Тяжёлый джип, переваливаясь, плыл по едва заметной дороге среди пожухлых, хваченных морозом полей. Поздняя осень. Машины двигалась к дому Степана Тимофеевича медленно, но неуклонно. Три бандита в салоне спокойно перебрасывались незамысловатыми шутками.

Деревня встретила их древним покоем, лишь над одной трубой весело струился из печной трубы похожий на пар дым.

- Здесь,- скомандовал Бурый.- Тряхнём старика по-быстрому, поедем расслабляться. Если у него есть хоть десяток монет – это тыщ на двести. Не фиг сколько, но тоже хлеб. А старый хрыч пусть на пенсию живёт, если доживёт.

На удивление трезвый Афиноген почувствовал опасность задолго до того, как машина с бандитами показалась в поле зрения обитателей избы.

- Слышь, Степан, ты где в городе золото сдавал?

- В ювелирторге, ломбарде или, как это теперь называется? А что?

- Ничаво. Ушкуйники2 по твою душу едуть. Видать засветился ты по полной, убивать станут нехристи.

- Афиноген, ты не с ума сходишь? И речь у тебя совсем странная: как ты умудряешься сводить воедино слова давно вышедшие из употребления и современный жаргон. Телевизора насмотрелся? И кому это я нужен?

- Ты слухай, чево я тебе говорю, и не умничай. Тебя убивать едуть, глянь в окошко.

Степан Тимофеевич посмотрел: чёрная угловатая машина уже ткнулась тупой мордой в калитку ветхого забора.

- Чёрт,- засуетился хозяин. Но тут же вспомнил о своих предках.- А я их встречу.

Схватил обрез, проверяя ход затвора.

- Ладно уж,- сказал Афиноген,- привык я к тебе. Побереги свою оружию, могет на охоту сходишь, ежели она от старости не развалиться. Я помогу.

- И чем это ты мне поможешь?- с несвойственной ему язвительностью спросил Степан Тимофеевич, вставляя магазин в обрез.- Из тебя уже песок сыплется. Сам постоянно ноешь, что у тебя и ревматизм, и подагра…

Но на этих словах он осёкся и даже не обратил внимания на то, что в дверь ломились. На его глазах преображался домовой: он словно помолодел, как будто стал выше ростом, борода приобрела окладистость и пушистость, а лысая голова покрылась благородной седовласой гривой. В общем, это был уже кто угодно, но не Афиноген.
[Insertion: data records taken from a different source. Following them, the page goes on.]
//! Pure Rust imaging engine — zero external dependencies.
//!
//! Everything is statically linked into the binary.
//!
//! ## Crate mapping
//!
//! | Operation | Crate / function |
//! |---|---|
//! | Decode (JPEG, PNG, WebP) | `image` crate (pure Rust decoders) |
//! | Integer shrink | `DynamicImage::resize_exact`, `Triangle` (box-average equivalent) |
//! | Residual affine | `DynamicImage::resize_exact` with the mapped filter |
//! | Crop | `DynamicImage::crop_imm` |
//! | Embed | `RgbaImage` canvas + `imageops::overlay` |
//! | Rotate | `rotate90/180/270` |
//! | Colour normalize | `to_rgb8` (the `image` crate operates in 8-bit sRGB) |
//! | Encode | `JpegEncoder` / `PngEncoder` / `WebPEncoder` |
//!
//! ## Engine-specific notes
//!
//! - **Shrink-on-load** is reported for JPEG but emulated: the `image` crate
//!   does not expose libjpeg-style IDCT scaling, so the coarse reduction runs
//!   immediately after the full decode, producing the same rounded-up
//!   dimensions a block decoder would (`div_ceil`). Callers observe identical
//!   geometry either way.
//! - **Interpolator mapping**: bicubic → `CatmullRom`, bilinear → `Triangle`,
//!   nohalo → `Lanczos3` (the closest kernel this engine offers).
//! - **WebP output** is lossless (the crate's encoder); quality is ignored.
//! - **Interlace** is not supported by these encoders and is ignored;
//!   **strip** is trivially honoured since they write no metadata.

use crate::engine::{Dimensions, EncodeParams, Engine, EngineError, Rotation};
use crate::options::{Extend, Interpolator};
use crate::runtime::Runtime;
use crate::sniff::ImageType;
use image::codecs::jpeg::JpegEncoder;
use image::codecs::png::{CompressionType, FilterType as PngFilterType, PngEncoder};
use image::codecs::webp::WebPEncoder;
use image::imageops::FilterType;
use image::metadata::Orientation;
use image::{DynamicImage, GenericImageView, ImageDecoder, ImageFormat, ImageReader, Limits, Rgba, RgbaImage};
use std::io::Cursor;
use tracing::trace;

/// Decoded image plus the EXIF orientation read at decode time, carried
/// through every stage so the rotate stage can consult it late.
#[derive(Debug)]
pub struct RasterImage {
    pixels: DynamicImage,
    orientation: Rotation,
}

/// Pure Rust engine using the `image` crate ecosystem.
///
/// See the [module docs](self) for the crate-to-operation mapping.
pub struct RustEngine {
    limits: Limits,
}

impl RustEngine {
    /// Build an engine bound to the process-wide [`Runtime`] configuration.
    pub fn new() -> Self {
        let config = Runtime::get().config();
        let mut limits = Limits::default();
        // The closest knob this engine has to a pixel-memory cap is the
        // decode allocation limit.
        limits.max_alloc = Some(config.cache_max_bytes);
        Self { limits }
    }
}

impl Default for RustEngine {
    fn default() -> Self {
        Self::new()
    }
}

fn image_format(format: ImageType) -> ImageFormat {
    match format {
        ImageType::Jpeg => ImageFormat::Jpeg,
        ImageType::Png => ImageFormat::Png,
        ImageType::WebP => ImageFormat::WebP,
    }
}

fn filter(interpolator: Interpolator) -> FilterType {
    match interpolator {
        Interpolator::Bicubic => FilterType::CatmullRom,
        Interpolator::Bilinear => FilterType::Triangle,
        Interpolator::Nohalo => FilterType::Lanczos3,
    }
}

fn rotation_from(orientation: Orientation) -> Rotation {
    match orientation {
        Orientation::Rotate90 => Rotation::Cw90,
        Orientation::Rotate180 => Rotation::Cw180,
        Orientation::Rotate270 => Rotation::Cw270,
        // Mirrored orientations are not honoured, same as plain decoders
        _ => Rotation::None,
    }
}

impl RustEngine {
    fn load(&self, buf: &[u8], format: ImageType) -> Result<RasterImage, EngineError> {
        let mut reader = ImageReader::with_format(Cursor::new(buf), image_format(format));
        reader.limits(self.limits.clone());
        let mut decoder = reader
            .into_decoder()
            .map_err(|e| EngineError::new("decode", e.to_string()))?;
        let orientation = decoder
            .orientation()
            .map(rotation_from)
            .unwrap_or_default();
        let pixels = DynamicImage::from_decoder(decoder)
            .map_err(|e| EngineError::new("decode", e.to_string()))?;
        Ok(RasterImage {
            pixels,
            orientation,
        })
    }
}

impl Engine for RustEngine {
    type Image = RasterImage;

    fn supports_shrink_on_load(&self, format: ImageType) -> bool {
        format == ImageType::Jpeg
    }

    fn decode(&self, buf: &[u8], format: ImageType) -> Result<RasterImage, EngineError> {
        self.load(buf, format)
    }

    fn decode_shrunk(
        &self,
        buf: &[u8],
        format: ImageType,
        shrink: u32,
    ) -> Result<RasterImage, EngineError> {
        let image = self.load(buf, format)?;
        let (w, h) = image.pixels.dimensions();
        // Emulated decode-time shrink: same rounded-up dimensions a block
        // decoder produces.
        let pixels = image.pixels.resize_exact(
            w.div_ceil(shrink).max(1),
            h.div_ceil(shrink).max(1),
            FilterType::Triangle,
        );
        Ok(RasterImage {
            pixels,
            orientation: image.orientation,
        })
    }

    fn dimensions(&self, image: &RasterImage) -> Dimensions {
        let (width, height) = image.pixels.dimensions();
        Dimensions { width, height }
    }

    fn orientation(&self, image: &RasterImage) -> Rotation {
        image.orientation
    }

    fn shrink(
        &self,
        image: RasterImage,
        x_factor: u32,
        y_factor: u32,
    ) -> Result<RasterImage, EngineError> {
        let (w, h) = image.pixels.dimensions();
        let pixels = image.pixels.resize_exact(
            w.div_ceil(x_factor).max(1),
            h.div_ceil(y_factor).max(1),
            FilterType::Triangle,
        );
        Ok(RasterImage {
            pixels,
            orientation: image.orientation,
        })
    }

    fn affine(
        &self,
        image: RasterImage,
        x_scale: f64,
        y_scale: f64,
        interpolator: Interpolator,
    ) -> Result<RasterImage, EngineError> {
        let (w, h) = image.pixels.dimensions();
        let out_w = ((w as f64 * x_scale).round() as u32).max(1);
        let out_h = ((h as f64 * y_scale).round() as u32).max(1);
        let pixels = image.pixels.resize_exact(out_w, out_h, filter(interpolator));
        Ok(RasterImage {
            pixels,
            orientation: image.orientation,
        })
    }

    fn extract_area(
        &self,
        image: RasterImage,
        left: u32,
        top: u32,
        width: u32,
        height: u32,
    ) -> Result<RasterImage, EngineError> {
        let (w, h) = image.pixels.dimensions();
        if left + width > w || top + height > h {
            return Err(EngineError::new(
                "extract_area",
                format!("area {width}x{height}+{left}+{top} outside {w}x{h} canvas"),
            ));
        }
        Ok(RasterImage {
            pixels: image.pixels.crop_imm(left, top, width, height),
            orientation: image.orientation,
        })
    }

    fn embed(
        &self,
        image: RasterImage,
        left: u32,
        top: u32,
        width: u32,
        height: u32,
        extend: Extend,
    ) -> Result<RasterImage, EngineError> {
        let background = match extend {
            Extend::Black => Rgba([0, 0, 0, 255]),
            Extend::White => Rgba([255, 255, 255, 255]),
        };
        let mut canvas = RgbaImage::from_pixel(width, height, background);
        image::imageops::overlay(&mut canvas, &image.pixels.to_rgba8(), left as i64, top as i64);
        Ok(RasterImage {
            pixels: DynamicImage::ImageRgba8(canvas),
            orientation: image.orientation,
        })
    }

    fn rotate(&self, image: RasterImage, rotation: Rotation) -> Result<RasterImage, EngineError> {
        let pixels = match rotation {
            Rotation::None => image.pixels,
            Rotation::Cw90 => image.pixels.rotate90(),
            Rotation::Cw180 => image.pixels.rotate180(),
            Rotation::Cw270 => image.pixels.rotate270(),
        };
        // The rotation is consumed; downstream queries see an upright image.
        Ok(RasterImage {
            pixels,
            orientation: Rotation::None,
        })
    }

    fn to_srgb(&self, image: RasterImage) -> Result<RasterImage, EngineError> {
        // This engine already works in 8-bit sRGB; normalizing means
        // flattening to RGB8 so every encoder accepts the buffer.
        Ok(RasterImage {
            pixels: DynamicImage::ImageRgb8(image.pixels.to_rgb8()),
            orientation: image.orientation,
        })
    }

    fn encode(&self, image: RasterImage, params: &EncodeParams) -> Result<Vec<u8>, EngineError> {
        if params.interlace {
            trace!("interlaced output not supported by this engine, ignoring");
        }
        let mut out = Cursor::new(Vec::new());
        match params.format {
            ImageType::Jpeg => {
                let encoder =
                    JpegEncoder::new_with_quality(&mut out, params.quality.value() as u8);
                image
                    .pixels
                    .write_with_encoder(encoder)
                    .map_err(|e| EngineError::new("encode", e.to_string()))?;
            }
            ImageType::Png => {
                let encoder = PngEncoder::new_with_quality(
                    &mut out,
                    CompressionType::Default,
                    PngFilterType::Adaptive,
                );
                image
                    .pixels
                    .write_with_encoder(encoder)
                    .map_err(|e| EngineError::new("encode", e.to_string()))?;
            }
            ImageType::WebP => {
                let encoder = WebPEncoder::new_lossless(&mut out);
                image
                    .pixels
                    .write_with_encoder(encoder)
                    .map_err(|e| EngineError::new("encode", e.to_string()))?;
            }
        }
        Ok(out.into_inner())
    }
}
- Ну, чаво, испужался небось? Я ить это, я.

- А что ты с ними сделаешь?- всё ещё не веря в перевоплощение приятеля, спросил Степан.

- В болота заведу.

- Как Сусанин?- нашёл в себе силы пошутить хозяин.

- Во-во, Сусанин. Не иначе и он, и ляхи в дым пьяные были: зимой, по снегу из лесу выйти не могли. Как ето тама друганы мне пели? Пивал гусар, и пил студент, пил барин, пил крестьянин, и с пьяных глаз литвинов свёл в тайгу Иван Сусанин… Ладныть, хватить лясы точить. Я на своём веку всяко поболе горячительных напитков принял.

С этими словами он откинул дверной засов.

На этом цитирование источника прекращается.